No one knows how many, or how few, of the 20,765 hospitalizations are
directly attributable to the vaccine. Ruling out certain illnesses, such as
broken bones or injuries from falls or other accidents, might appear a safe
bet. But military doctors have documented cases where broken bones and other
injuries from falling were the result of vaccine-induced loss of
consciousness affecting the nervous system - sometimes beginning months
after vaccination.
The difficulty of figuring out what's related and what isn't is why safety
officials encourage people to file reports even if they're not sure.
WHY PENTAGON DIDN'T FILE HOSPITAL REPORTS
Still, medical experts consulted by the Daily Press said it's unlikely that
the vast majority of the 20,765 hospitalizations resulted from the vaccine.
They said that if all hospitalizations had been filed with VAERS, it would
have overloaded the system and caused problems for experts trying to analyze
the data.
Grabenstein said those were among the reasons that the full number of
hospitalizations was not reported. Another reason, he said, was that
examinations of the data showed that if there were adverse effects from the
vaccine, they were so infrequent, they weren't detectable by statistical
analysis. Doing this type of analysis - instead of simply reporting the
incidents to VAERS - provided a more definitive look at the health effects
of the vaccine, he said. As a result, "we decided not to file" public
reports about all hospitalizations, he said.
Those considerations weren't relayed to Congress or the public.
During the years covered by the hospitalization report obtained by the Daily
Press, dozens of sick veterans who'd received the shot went to Capitol Hill,
complaining of various health problems. Some got the shot for the 1991
Persian Gulf War, in which the vaccine had its first widespread use. Others
were members of the military forced to take the shots under a mandatory
program that began in 1998.
Their complaints had common themes: Fatigue. Chronic pain in joints and
other symptoms of arthritis. Tingling in their feet, arms and hands. Mental
lapses. Often, more than one of the symptoms were present, making diagnoses
difficult.
Sympathetic doctors testified that these complaints were indicative of
autoimmune problems, in which the body's natural protective mechanisms go
haywire and start attacking healthy cells and tissue. The doctors said that
could result if the vaccine overstimulated the vets' immune systems. The
vaccine primes the system to develop protection against anthrax.
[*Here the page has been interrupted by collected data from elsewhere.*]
//! # rag-quality CLI (`ragq`)
//!
//! The `ragq` binary drives the whole pipeline: database setup, document
//! ingestion, search, question answering, feedback, evaluation, reporting
//! and the HTTP API.
//!
//! ## Usage
//!
//! ```bash
//! ragq --config ./config/ragq.toml <command>
//! ```
//!
//! ## Commands
//!
//! | Command | Description |
//! |---------|-------------|
//! | `ragq init` | Create the SQLite database and run schema migrations |
//! | `ragq ingest <dir>` | Filter, chunk, embed and index a directory of `.txt` files |
//! | `ragq add <file>` | Index one file under an explicit title and category |
//! | `ragq get <id>` | Show one indexed chunk |
//! | `ragq reset --yes` | Empty the index |
//! | `ragq search "<query>"` | Ranked passages with a quality summary |
//! | `ragq ask "<question>"` | Answer a question and record the interaction |
//! | `ragq feedback <id> <rating>` | Rate a recorded answer 1–5 |
//! | `ragq evaluate` | Score a batch of interactions |
//! | `ragq report` | Score statistics for the last N days |
//! | `ragq interactions` | Page through the interaction log |
//! | `ragq stats` | Index and log overview |
//! | `ragq export ...` | Export vectors (TSV) or interactions (JSON) |
//! | `ragq serve` | Start the HTTP API |

use anyhow::Context;
use clap::{Parser, Subcommand};
use std::path::PathBuf;

use rag_quality::config::{self, Config};
use rag_quality::pipeline::{NewDocument, Services};
use rag_quality::{db, export, logging, migrate, server, stats};

/// rag-quality CLI: retrieval-augmented answers with continuous quality
/// evaluation.
///
/// All commands accept a `--config` flag pointing to a TOML configuration
/// file. See `config/ragq.example.toml` for a full example.
#[derive(Parser)]
#[command(
    name = "ragq",
    about = "Retrieval-augmented question answering with noise filtering, reranking and quality evaluation",
    version
)]
struct Cli {
    /// Path to configuration file (TOML).
    #[arg(long, global = true, default_value = "./config/ragq.toml")]
    config: PathBuf,

    #[command(subcommand)]
    command: Commands,
}

#[derive(Subcommand)]
enum Commands {
    /// Initialize the database schema.
    ///
    /// Creates the SQLite database file and the `chunks` and `interactions`
    /// tables. Safe to run repeatedly.
    Init,

    /// Load every eligible file under a directory into the index.
    ///
    /// Files are cleaned sentence by sentence, split into overlapping
    /// chunks, embedded and upserted. Re-ingesting the same directory
    /// replaces chunks in place.
    Ingest {
        /// Directory to scan.
        dir: PathBuf,

        /// Report document and chunk counts without embedding or writing.
        #[arg(long)]
        dry_run: bool,
    },

    /// Index a single file under an explicit title and category.
    ///
    /// Any earlier version of the same document is replaced.
    Add {
        /// File whose contents become the document body.
        file: PathBuf,

        /// Defaults to the file stem.
        #[arg(long)]
        title: Option<String>,

        #[arg(long)]
        category: Option<String>,
    },

    /// Show one indexed chunk by id.
    Get { id: String },

    /// Remove every indexed chunk. Recorded interactions are kept.
    Reset {
        /// Confirm the reset.
        #[arg(long)]
        yes: bool,
    },

    /// Search indexed chunks.
    Search {
        query: String,

        /// Maximum number of results (1–50).
        #[arg(long)]
        limit: Option<usize>,

        /// Restrict results to one category.
        #[arg(long)]
        category: Option<String>,
    },

    /// Answer a question from indexed documents.
    Ask {
        question: String,

        /// Maximum number of passages used as context (1–20).
        #[arg(long)]
        max_documents: Option<usize>,

        #[arg(long)]
        category: Option<String>,
    },

    /// Rate a recorded answer.
    Feedback {
        /// Interaction id printed by `ragq ask`.
        id: String,

        /// Integer rating from 1 to 5.
        #[arg(allow_negative_numbers = true)]
        rating: i64,
    },

    /// Score interactions with the configured evaluator.
    ///
    /// Without `--id`, evaluates the most recent `--limit` interactions.
    Evaluate {
        /// Interaction id to evaluate. Repeatable.
        #[arg(long = "id")]
        ids: Vec<String>,

        #[arg(long)]
        limit: Option<usize>,

        /// Skip the comparison against recent history.
        #[arg(long)]
        no_trends: bool,
    },

    /// Score statistics over interactions evaluated in the last N days.
    Report {
        /// Window in days. Defaults to `[evaluation].trend_window_days`.
        #[arg(long)]
        days: Option<i64>,
    },

    /// Page through recorded interactions, newest first.
    Interactions {
        #[arg(long, default_value_t = 20)]
        limit: usize,

        #[arg(long, default_value_t = 0)]
        offset: usize,

        /// Only list interactions that have quality scores.
        #[arg(long)]
        scored_only: bool,
    },

    /// Show index and interaction log statistics.
    Stats,

    /// Export data for external tools.
    Export {
        #[command(subcommand)]
        target: ExportTarget,
    },

    /// Start the HTTP API.
    ///
    /// Binds to the address configured in `[server].bind`.
    Serve,
}

#[derive(Subcommand)]
enum ExportTarget {
    /// Write `vectors.tsv` and `metadata.tsv` for an embedding projector.
    Embeddings {
        /// Output directory.
        dir: PathBuf,
    },
    /// Dump the interaction log as JSON.
    Interactions {
        /// Output file. Defaults to stdout.
        #[arg(long)]
        output: Option<PathBuf>,
    },
}

async fn open_services(cfg: &Config) -> anyhow::Result<Services> {
    let pool = db::connect(cfg).await?;
    Services::from_config(cfg, pool)
}

fn print_json<T: serde::Serialize>(value: &T) -> anyhow::Result<()> {
    println!("{}", serde_json::to_string_pretty(value)?);
    Ok(())
}

#[tokio::main]
async fn main() -> anyhow::Result<()> {
    let cli = Cli::parse();

    let cfg = config::load_config(&cli.config)
        .with_context(|| format!("loading {}", cli.config.display()))?;
    logging::init(&cfg.logging);

    match cli.command {
        Commands::Init => {
            let pool = db::connect(&cfg).await?;
            migrate::run_migrations(&pool).await?;
            pool.close().await;
            println!("Database initialized successfully.");
        }
        Commands::Ingest { dir, dry_run } => {
            let services = open_services(&cfg).await?;
            let report = services.load_documents(&dir, dry_run).await?;
            for doc in &report.details {
                match &doc.error {
                    Some(e) => println!("  FAILED   {} [{}]: {}", doc.title, doc.category, e),
                    None => println!(
                        "  {:<8} {} [{}] {} chunks",
                        if dry_run { "PLANNED" } else { "OK" },
                        doc.title,
                        doc.category,
                        doc.chunks_created
                    ),
                }
            }
            println!();
            println!(
                "{} documents ({} ok, {} failed), {} chunks, {:.1} per document{}",
                report.total_documents,
                report.successful_documents,
                report.failed_documents,
                report.total_chunks,
                report.average_chunks_per_document,
                if dry_run { " (dry run)" } else { "" }
            );
        }
        Commands::Add {
            file,
            title,
            category,
        } => {
            let content = std::fs::read_to_string(&file)
                .with_context(|| format!("reading {}", file.display()))?;
            let title = title.unwrap_or_else(|| {
                file.file_stem()
                    .map(|s| s.to_string_lossy().to_string())
                    .unwrap_or_default()
            });
            let mut metadata = std::collections::BTreeMap::new();
            metadata.insert("source_file".to_string(), file.display().to_string());

            let services = open_services(&cfg).await?;
            let added = services
                .add_document(NewDocument {
                    title,
                    category,
                    content,
                    metadata,
                })
                .await?;
            println!(
                "{} [{}]: {} chunks, {} sentences rejected",
                added.title,
                added.category,
                added.chunk_ids.len(),
                added.sentences_rejected
            );
            for id in &added.chunk_ids {
                println!("  {}", id);
            }
        }
        Commands::Get { id } => {
            let services = open_services(&cfg).await?;
            let chunk = services.get_chunk(&id).await?;
            println!("id:        {}", chunk.id);
            println!("title:     {}", chunk.title);
            println!("category:  {}", chunk.category);
            println!("chunk:     {}/{}", chunk.chunk_index + 1, chunk.total_chunks);
            for (key, value) in &chunk.metadata {
                println!("{:<10} {}", format!("{}:", key), value);
            }
            println!();
            println!("{}", chunk.content);
        }
        Commands::Reset { yes } => {
            if !yes {
                anyhow::bail!("reset deletes every indexed chunk; pass --yes to confirm");
            }
            let services = open_services(&cfg).await?;
            let removed = services.reset_index().await?;
            println!("Removed {} chunks.", removed);
        }
        Commands::Search {
            query,
            limit,
            category,
        } => {
            let services = open_services(&cfg).await?;
            let response = services
                .pipeline
                .search(&query, limit, category.as_deref())
                .await?;
            if response.results.is_empty() {
                println!("No results.");
            }
            for (i, hit) in response.results.iter().enumerate() {
                println!(
                    "{}. {} [{}]  similarity={:.3} rerank={:.3}",
                    i + 1,
                    hit.title,
                    hit.category,
                    hit.coarse_similarity,
                    hit.rerank_score
                );
                let preview: String = hit.content.chars().take(160).collect();
                println!("   {}", preview.replace('\n', " "));
            }
            if !response.results.is_empty() {
                println!();
                println!(
                    "Quality: {:?} (avg similarity {:.3}, {} categories)",
                    response.quality.grade,
                    response.quality.average_similarity,
                    response.quality.category_distribution.len()
                );
            }
        }
        Commands::Ask {
            question,
            max_documents,
            category,
        } => {
            let services = open_services(&cfg).await?;
            let response = services
                .pipeline
                .ask(&question, max_documents, category.as_deref())
                .await?;
            println!("{}", response.answer);
            if !response.sources.is_empty() {
                println!();
                println!("Sources:");
                for source in &response.sources {
                    println!(
                        "  [{}] {} ({}) {:.3}",
                        source.index, source.title, source.category, source.similarity
                    );
                }
            }
            println!();
            println!(
                "interaction {} in {:.2}s",
                response.interaction_id, response.response_time
            );
        }
        Commands::Feedback { id, rating } => {
            let services = open_services(&cfg).await?;
            services.pipeline.submit_feedback(&id, rating).await?;
            println!("Feedback recorded for {}.", id);
        }
        Commands::Evaluate {
            ids,
            limit,
            no_trends,
        } => {
            let services = open_services(&cfg).await?;
            let ids = if ids.is_empty() { None } else { Some(ids) };
            let report = services.evaluation.evaluate(ids, limit, !no_trends).await?;
            print_json(&report)?;
        }
        Commands::Report { days } => {
            let services = open_services(&cfg).await?;
            print_json(&services.evaluation.quality_report(days).await?)?;
        }
        Commands::Interactions {
            limit,
            offset,
            scored_only,
        } => {
            let services = open_services(&cfg).await?;
            let page = services
                .evaluation
                .list_interactions(limit, offset, scored_only)
                .await?;
            println!(
                "{:<38} {:<17} {:>6} {:>6}  QUESTION",
                "ID", "TIMESTAMP", "RATING", "SCORE"
            );
            for item in &page.items {
                let score = item
                    .quality_scores
                    .as_ref()
                    .and_then(|s| s.mean())
                    .map(|m| format!("{:.2}", m))
                    .unwrap_or_else(|| "-".to_string());
                let rating = item
                    .user_feedback
                    .map(|r| r.to_string())
                    .unwrap_or_else(|| "-".to_string());
                let question: String = item.question.chars().take(60).collect();
                println!(
                    "{:<38} {:<17} {:>6} {:>6}  {}",
                    item.id,
                    item.timestamp.format("%Y-%m-%d %H:%M").to_string(),
                    rating,
                    score,
                    question
                );
            }
            println!();
            println!(
                "{} of {} shown{}",
                page.items.len(),
                page.total,
                if page.has_more { ", more available" } else { "" }
            );
        }
        Commands::Stats => {
            let services = open_services(&cfg).await?;
            stats::run_stats(&cfg, &services).await?;
        }
        Commands::Export { target } => {
            let services = open_services(&cfg).await?;
            match target {
                ExportTarget::Embeddings { dir } => {
                    export::export_embeddings(services.index.as_ref(), &dir).await?;
                }
                ExportTarget::Interactions { output } => {
                    export::export_interactions(services.interactions.as_ref(), output.as_deref())
                        .await?;
                }
            }
        }
        Commands::Serve => {
            let services = open_services(&cfg).await?;
            server::run_server(services, &cfg.server.bind).await?;
        }
    }

    Ok(())
}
Bewildered and sometimes-angry members of Congress asked how many vets were
affected. Pentagon doctors and generals used the cases reported to VAERS -
fewer than 100 hospitalizations or other "serious events" from 1998 to 2000
- or said the number was so small, it couldn't be detected.
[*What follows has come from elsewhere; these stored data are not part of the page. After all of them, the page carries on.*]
//! Tracing subscriber setup.
//!
//! Events go to stderr so `ragq` stdout stays machine-readable (JSON
//! reports, TSV exports). `RUST_LOG` overrides `[logging].level`.

use tracing_subscriber::{fmt, EnvFilter};

use crate::config::LoggingConfig;

pub fn init(config: &LoggingConfig) {
    let filter = EnvFilter::try_from_default_env()
        .or_else(|_| EnvFilter::try_new(&config.level))
        .unwrap_or_else(|_| EnvFilter::new("info"));

    let builder = fmt().with_env_filter(filter).with_writer(std::io::stderr);

    // A second init (tests, embedding the library) is not an error.
    let _ = if config.json {
        builder.json().try_init()
    } else {
        builder.with_target(false).try_init()
    };
}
VACCINE REPORTS ARE FIRST LINE OF DEFENSE
The two sets of numbers for how many hospitalizations followed the shot come
from a comparison of two sets of data kept by three federal agencies.
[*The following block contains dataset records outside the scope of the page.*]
//! Second-stage reranking.
//!
//! A [`PairwiseScorer`] rates `(query, passage)` pairs, typically with a
//! cross-encoder. The [`Reranker`] applies those scores to coarse
//! candidates, stable-sorts them descending and truncates, so equal scores
//! keep their coarse-stage order.
//!
//! Without a scorer, or when the scorer fails, candidates keep their coarse
//! similarity as the rerank score and the coarse order survives.

use async_trait::async_trait;
use std::sync::Arc;

use crate::config::RerankConfig;
use crate::error::Result;
use crate::models::ScoredCandidate;

/// Scores how well each passage answers `query`. Higher is better; no
/// normalisation across calls is implied.
#[async_trait]
pub trait PairwiseScorer: Send + Sync {
    fn model_name(&self) -> &str;

    /// One score per passage, in input order.
    async fn score_pairs(&self, query: &str, passages: &[String]) -> Result<Vec<f64>>;
}

#[derive(Clone, Default)]
pub struct Reranker {
    scorer: Option<Arc<dyn PairwiseScorer>>,
}

impl Reranker {
    pub fn new(scorer: Option<Arc<dyn PairwiseScorer>>) -> Self {
        Self { scorer }
    }

    pub fn is_active(&self) -> bool {
        self.scorer.is_some()
    }

    pub async fn rerank(
        &self,
        query: &str,
        mut candidates: Vec<ScoredCandidate>,
        limit: usize,
    ) -> Vec<ScoredCandidate> {
        if candidates.is_empty() {
            return candidates;
        }

        if let Some(scorer) = &self.scorer {
            let passages: Vec<String> = candidates.iter().map(|c| c.content.clone()).collect();
            match scorer.score_pairs(query, &passages).await {
                Ok(scores) if scores.len() == candidates.len() => {
                    let unscored = scores.iter().filter(|s| s.is_nan()).count();
                    if unscored > 0 {
                        tracing::warn!(unscored, "reranker returned NaN scores; ranking them last");
                    }
                    for (candidate, score) in candidates.iter_mut().zip(scores) {
                        // NaN sorts above +inf under total_cmp.
                        candidate.rerank_score = if score.is_nan() {
                            f64::NEG_INFINITY
                        } else {
                            score
                        };
                    }
                }
                Ok(scores) => {
                    tracing::warn!(
                        expected = candidates.len(),
                        got = scores.len(),
                        "reranker returned wrong number of scores; keeping coarse order"
                    );
                }
                Err(e) => {
                    tracing::warn!(error = %e, "reranker failed; keeping coarse order");
                }
            }
        }

        // `sort_by` is stable: ties keep coarse order.
        candidates.sort_by(|a, b| b.rerank_score.total_cmp(&a.rerank_score));
        candidates.truncate(limit);
        candidates
    }
}

// ============ Local cross-encoder (fastembed) ============

#[cfg(feature = "local-models")]
pub struct CrossEncoderScorer {
    model_name: String,
    model: Arc<std::sync::Mutex<Option<fastembed::TextRerank>>>,
}

#[cfg(feature = "local-models")]
impl CrossEncoderScorer {
    pub fn new(config: &RerankConfig) -> anyhow::Result<Self> {
        config_to_rerank_model(&config.model)?;
        Ok(Self {
            model_name: config.model.clone(),
            model: Arc::new(std::sync::Mutex::new(None)),
        })
    }
}

#[cfg(feature = "local-models")]
fn config_to_rerank_model(name: &str) -> anyhow::Result<fastembed::RerankerModel> {
    match name {
        "bge-reranker-base" => Ok(fastembed::RerankerModel::BGERerankerBase),
        "bge-reranker-v2-m3" => Ok(fastembed::RerankerModel::BGERerankerV2M3),
        "jina-reranker-v1-turbo-en" => Ok(fastembed::RerankerModel::JINARerankerV1TurboEn),
        "jina-reranker-v2-base-multilingual" => {
            Ok(fastembed::RerankerModel::JINARerankerV2BaseMultiligual)
        }
        other => anyhow::bail!(
            "Unknown rerank model: '{}'. Supported models: bge-reranker-base, \
             bge-reranker-v2-m3, jina-reranker-v1-turbo-en, jina-reranker-v2-base-multilingual",
            other
        ),
    }
}

#[cfg(feature = "local-models")]
#[async_trait]
impl PairwiseScorer for CrossEncoderScorer {
    fn model_name(&self) -> &str {
        &self.model_name
    }

    async fn score_pairs(&self, query: &str, passages: &[String]) -> Result<Vec<f64>> {
        use crate::error::PipelineError;

        let model_name = self.model_name.clone();
        let cache = Arc::clone(&self.model);
        let query = query.to_string();
        let passages = passages.to_vec();

        tokio::task::spawn_blocking(move || -> anyhow::Result<Vec<f64>> {
            let mut guard = cache
                .lock()
                .map_err(|_| anyhow::anyhow!("rerank model lock poisoned"))?;
            if guard.is_none() {
                let loaded = fastembed::TextRerank::try_new(
                    fastembed::RerankInitOptions::new(config_to_rerank_model(&model_name)?)
                        .with_show_download_progress(true),
                )
                .map_err(|e| anyhow::anyhow!("Failed to initialize rerank model: {}", e))?;
                *guard = Some(loaded);
            }
            let model = guard
                .as_mut()
                .ok_or_else(|| anyhow::anyhow!("rerank model not loaded"))?;

            let documents: Vec<&str> = passages.iter().map(String::as_str).collect();
            let results = model
                .rerank(query.as_str(), documents, false, None)
                .map_err(|e| anyhow::anyhow!("Rerank failed: {}", e))?;

            // Results come back sorted by score; put them back in input order.
            let mut scores = vec![f64::NEG_INFINITY; passages.len()];
            for result in results {
                if let Some(slot) = scores.get_mut(result.index) {
                    *slot = result.score as f64;
                }
            }
            Ok(scores)
        })
        .await
        .map_err(|e| PipelineError::dependency("reranker", e))?
        .map_err(|e| PipelineError::dependency("reranker", format!("{:#}", e)))
    }
}

/// Build the configured reranker. `"disabled"` yields a pass-through.
pub fn create_reranker(config: &RerankConfig) -> anyhow::Result<Reranker> {
    match config.provider.as_str() {
        "disabled" => Ok(Reranker::new(None)),
        #[cfg(feature = "local-models")]
        "local" => Ok(Reranker::new(Some(Arc::new(CrossEncoderScorer::new(config)?)))),
        #[cfg(not(feature = "local-models"))]
        "local" => anyhow::bail!("Local reranker requires --features local-models"),
        other => anyhow::bail!("Unknown rerank provider: {}", other),
    }
}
The Food and Drug Administration and the Centers for Disease Control and
Prevention maintain the only database open to public inspection, VAERS.
VAERS is the nation's first line of defense in identifying possible problems
with vaccines after they've been licensed, said Susan Ellenberg, who led the
FDA's efforts to monitor vaccine safety from 1993 to 2004.
During congressional testimony before the House Government Reform
Committee's Subcommittee on National Security, Veterans Affairs and
International Relations in July 1999, Ellenberg explained how and why the
system worked.
VAERS was established to help identify and head off problems once a vaccine
is licensed and more people are taking it, she said. The few hundred people
typically involved in vaccine or drug testing and licensing trials can't
mimic the diversity of age, race, gender and other biologic variables
encountered once the vaccine gets widespread public use, she explained.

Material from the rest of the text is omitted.